Body shape can range from pear to inverted triangle, yet clothing is still designed and scaled to the industry's definition of 'average', meaning that consumers often feel certain clothes are off limits if they don't fit the standard mold. Online shopping has until now resulted in shoppers bulk buying to find the right size and returning the unwanted clothes.

We know that many shoppers are buying clothes that don't fit, with two thirds of size 8 shoppers buying the wrong size. This is set against a backdrop where women in the UK have one of the lowest self-esteem scores in the world, with just 20% saying they liked the way they looked.

The technology is there to change this and is being embraced all over the world from Korea to India, but the UK is lagging behind. We are close to being able to make made-to-measure clothes at ready-to-wear prices, but so far from being able to take advantage of it.
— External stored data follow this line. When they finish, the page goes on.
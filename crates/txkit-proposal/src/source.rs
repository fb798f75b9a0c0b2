//! Collaborator seams for coin selection and network submission.
//!
//! Both sides of the manager are injected: the wallet database supplies
//! and reserves spendable coins, and the network layer submits finished
//! transactions. The manager itself holds no chain state.

use txkit_builder::{ProposalId, Transaction, Utxo};

use crate::ProposalError;

/// The wallet-database collaborator supplying spendable coins.
///
/// Reservation is exclusive per proposal: coins handed out for one
/// proposal are unavailable to every other caller until released or
/// spent. Release is idempotent.
pub trait UtxoSource: Send + Sync {
    /// Reserve coins worth at least `target` base units for a proposal.
    /// The source picks which coins; the builder takes them all.
    fn reserve_utxos(&self, proposal: &ProposalId, target: u64) -> Result<Vec<Utxo>, ProposalError>;

    /// Return every coin reserved for a proposal to the spendable pool.
    fn release_utxos(&self, proposal: &ProposalId);
}

/// Why a broadcast attempt did not land.
#[derive(Debug, Clone)]
pub enum BroadcastFailure {
    /// Transient network trouble; the same transaction can be resubmitted.
    Temporary(String),
    /// The network rejected the transaction itself; retrying is pointless.
    Permanent(String),
}

impl std::fmt::Display for BroadcastFailure {
    fn fmt(&self, f: &mut std::fmt::Formatter<'_>) -> std::fmt::Result {
        match self {
            BroadcastFailure::Temporary(msg) => write!(f, "temporary: {}", msg),
            BroadcastFailure::Permanent(msg) => write!(f, "permanent: {}", msg),
        }
    }
}

/// The network collaborator that submits transactions to the chain.
pub trait Broadcaster: Send + Sync {
    /// Submit a signed transaction.
    fn broadcast(&self, tx: &Transaction) -> Result<(), BroadcastFailure>;
}
//! Script handling for UTXO-family transactions.
//!
//! Provides the `Script` value type, opcode constants, chunk parsing,
//! output-script classification, and constructors for the standard
//! locking and unlocking script forms the transaction builder emits.

pub mod opcodes;
pub mod script;
pub mod template;

mod error;
pub use error::ScriptError;
pub use script::{Script, ScriptChunk};
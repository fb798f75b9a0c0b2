//! CompactSize variable-length integer.
//!
//! CompactSize is used in transaction data to indicate the number of
//! upcoming fields or the length of an upcoming field. The encoding uses
//! 1, 3, 5, or 9 bytes depending on the magnitude of the value.
//!
//! See <http://learnmeabitcoin.com/glossary/varint>

use crate::CodecError;

/// A variable-length integer in the Bitcoin-family wire format.
#[derive(Debug, Clone, Copy, PartialEq, Eq, PartialOrd, Ord)]
pub struct CompactSize(pub u64);

impl CompactSize {
    /// Decode a CompactSize from the front of a byte slice.
    ///
    /// # Arguments
    /// * `data` - Byte slice starting with a CompactSize encoding.
    ///
    /// # Returns
    /// `Ok((value, bytes_consumed))`, or `CodecError::UnexpectedEof` if the
    /// slice is too short for the prefix it announces.
    pub fn decode(data: &[u8]) -> Result<(Self, usize), CodecError> {
        let first = *data.first().ok_or(CodecError::UnexpectedEof)?;
        let need = match first {
            0xff => 9,
            0xfe => 5,
            0xfd => 3,
            _ => 1,
        };
        if data.len() < need {
            return Err(CodecError::UnexpectedEof);
        }
        let value = match first {
            0xff => u64::from_le_bytes([
                data[1], data[2], data[3], data[4], data[5], data[6], data[7], data[8],
            ]),
            0xfe => u32::from_le_bytes([data[1], data[2], data[3], data[4]]) as u64,
            0xfd => u16::from_le_bytes([data[1], data[2]]) as u64,
            b => b as u64,
        };
        Ok((CompactSize(value), need))
    }

    /// Return the wire-format byte length of this value: 1, 3, 5, or 9.
    ///
    /// Values 0-252 take 1 byte; 253-65535 take 3 bytes behind a 0xFD
    /// prefix; up to 2^32-1 take 5 bytes behind 0xFE; anything larger
    /// takes 9 bytes behind 0xFF.
    pub fn size(&self) -> usize {
        if self.0 < 0xfd {
            1
        } else if self.0 <= 0xffff {
            3
        } else if self.0 <= 0xffff_ffff {
            5
        } else {
            9
        }
    }

    /// Alias for `size()`, for readability when the encoded length is being
    /// added into a larger running byte total.
    pub fn total(&self) -> usize {
        self.size()
    }

    /// Write the encoding into a caller-provided buffer.
    ///
    /// # Arguments
    /// * `dst` - Destination buffer; must hold at least `size()` bytes.
    ///
    /// # Returns
    /// `Ok(bytes_written)`, or `CodecError::BufferTooSmall` if the buffer
    /// cannot hold the encoding. Nothing is written on failure.
    pub fn encode_into(&self, dst: &mut [u8]) -> Result<usize, CodecError> {
        let need = self.size();
        if dst.len() < need {
            return Err(CodecError::BufferTooSmall {
                need,
                have: dst.len(),
            });
        }
        match need {
            1 => dst[0] = self.0 as u8,
            3 => {
                dst[0] = 0xfd;
                dst[1..3].copy_from_slice(&(self.0 as u16).to_le_bytes());
            }
            5 => {
                dst[0] = 0xfe;
                dst[1..5].copy_from_slice(&(self.0 as u32).to_le_bytes());
            }
            _ => {
                dst[0] = 0xff;
                dst[1..9].copy_from_slice(&self.0.to_le_bytes());
            }
        }
        Ok(need)
    }

    /// Encode into a freshly allocated byte vector of exactly `size()` bytes.
    pub fn to_bytes(&self) -> Vec<u8> {
        let mut buf = vec![0u8; self.size()];
        // Buffer is sized exactly; encode_into cannot fail.
        let _ = self.encode_into(&mut buf);
        buf
    }

    /// Return the underlying integer value.
    pub fn value(&self) -> u64 {
        self.0
    }
}

impl From<u64> for CompactSize {
    fn from(v: u64) -> Self {
        CompactSize(v)
    }
}

impl From<usize> for CompactSize {
    fn from(v: usize) -> Self {
        CompactSize(v as u64)
    }
}

#[cfg(test)]
mod tests {
    use super::*;

    #[test]
    fn size_classes() {
        assert_eq!(CompactSize(0).size(), 1);
        assert_eq!(CompactSize(252).size(), 1);
        assert_eq!(CompactSize(253).size(), 3);
        assert_eq!(CompactSize(65535).size(), 3);
        assert_eq!(CompactSize(65536).size(), 5);
        assert_eq!(CompactSize(4294967295).size(), 5);
        assert_eq!(CompactSize(4294967296).size(), 9);
        assert_eq!(CompactSize(u64::MAX).size(), 9);
    }

    #[test]
    fn total_matches_size() {
        for v in [0u64, 252, 253, 65535, 65536, u64::MAX] {
            assert_eq!(CompactSize(v).total(), CompactSize(v).size());
        }
    }

    #[test]
    fn encode_known_vectors() {
        let cases: Vec<(u64, Vec<u8>)> = vec![
            (0, vec![0x00]),
            (1, vec![0x01]),
            (252, vec![0xfc]),
            (253, vec![0xfd, 0xfd, 0x00]),
            (65535, vec![0xfd, 0xff, 0xff]),
            (65536, vec![0xfe, 0x00, 0x00, 0x01, 0x00]),
            (4294967295, vec![0xfe, 0xff, 0xff, 0xff, 0xff]),
            (4294967296, vec![0xff, 0x00, 0x00, 0x00, 0x00, 0x01, 0x00, 0x00, 0x00]),
            (u64::MAX, vec![0xff, 0xff, 0xff, 0xff, 0xff, 0xff, 0xff, 0xff, 0xff]),
        ];
        for (value, expected) in cases {
            let cs = CompactSize(value);
            assert_eq!(cs.to_bytes(), expected, "encoding mismatch for {}", value);
            assert_eq!(cs.to_bytes().len(), cs.size(), "size mismatch for {}", value);
        }
    }

    #[test]
    fn encode_into_rejects_short_buffer() {
        let cs = CompactSize(65536);
        let mut buf = [0u8; 4];
        match cs.encode_into(&mut buf) {
            Err(CodecError::BufferTooSmall { need: 5, have: 4 }) => {}
            other => panic!("expected BufferTooSmall, got {:?}", other),
        }
        // Nothing was written.
        assert_eq!(buf, [0u8; 4]);
    }

    #[test]
    fn decode_boundary_values() {
        for v in [0u64, 1, 252, 253, 65535, 65536, 4294967295, 4294967296] {
            let bytes = CompactSize(v).to_bytes();
            let (decoded, consumed) = CompactSize::decode(&bytes).unwrap();
            assert_eq!(decoded.value(), v);
            assert_eq!(consumed, bytes.len());
        }
    }

    #[test]
    fn decode_truncated_input() {
        assert!(CompactSize::decode(&[]).is_err());
        assert!(CompactSize::decode(&[0xfd, 0x01]).is_err());
        assert!(CompactSize::decode(&[0xfe, 0x01, 0x02]).is_err());
        assert!(CompactSize::decode(&[0xff, 0, 0, 0, 0, 0, 0, 0]).is_err());
    }
}
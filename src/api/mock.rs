//! Scripted in-memory transport for exercising the engine without a network.

use super::{Error, PortalRequest, PortalResponse, Transport};
use std::collections::VecDeque;
use std::sync::{Arc, Mutex};

#[derive(Clone, Default)]
pub struct ScriptedTransport {
    responses: Arc<Mutex<VecDeque<Result<PortalResponse, Error>>>>,
    requests: Arc<Mutex<Vec<PortalRequest>>>,
}

impl ScriptedTransport {
    pub fn new() -> Self {
        ScriptedTransport::default()
    }

    pub fn respond(&self, response: Result<PortalResponse, Error>) -> &Self {
        self.responses.lock().unwrap().push_back(response);
        self
    }

    pub fn body(&self, body: &str) -> &Self {
        self.respond(Ok(PortalResponse {
            set_cookie: None,
            body: body.to_owned(),
        }))
    }

    pub fn redirect(&self, set_cookie: Option<&str>) -> &Self {
        self.respond(Ok(PortalResponse {
            set_cookie: set_cookie.map(str::to_owned),
            body: String::new(),
        }))
    }

    pub fn requests(&self) -> Vec<PortalRequest> {
        self.requests.lock().unwrap().clone()
    }

    pub fn calls(&self) -> usize {
        self.requests.lock().unwrap().len()
    }

    pub fn header(&self, call: usize, name: &str) -> Option<String> {
        self.requests()
            .get(call)?
            .headers
            .get(name)
            .and_then(|v| v.to_str().ok())
            .map(str::to_owned)
    }
}

#[async_trait::async_trait]
impl Transport for ScriptedTransport {
    async fn send(&self, request: PortalRequest) -> Result<PortalResponse, Error> {
        self.requests.lock().unwrap().push(request);
        self.responses
            .lock()
            .unwrap()
            .pop_front()
            .unwrap_or_else(|| Err(Error::Transport("no scripted response left".into())))
    }
}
To seize the market opportunity, the fashion industry needs to disrupt the way that it defines size to instead focus on body shape. By harnessing data, retailers can have a true understanding of the size and shapes of their customers, not just idealized stereotypes, and respond to and predict market demand.

And by embracing technology like advanced computer visualisation, retailers and fashion houses can democratise fashion for consumers and inspire greater confidence and customer satisfaction, and ultimately sales.

Personalization is the future of fashion. User-generated content has been used by retailers to much success. In 2009 Burberry brought high end to the masses with their 'art of the trench' coat campaign. The brand invited the public to upload pictures of people wearing the celebrated coat. As a result, Burberry's e-commerce sales jumped 50% and their Facebook follower count grew exponentially. More recently, JW Anderson asked members of the public to submit pictures for his Spring/Summer 2018 ad campaign with the slogan "Your picture / Our future".

This Fashion Week it is time for the industry to set the next consumer trends before it takes off without them, and shape up on clothing sizes.


Sarah Walter is Chief Creative Officer of London's leading retail tech start up, Metail and former Fashion Editor at Harper's Bazaar.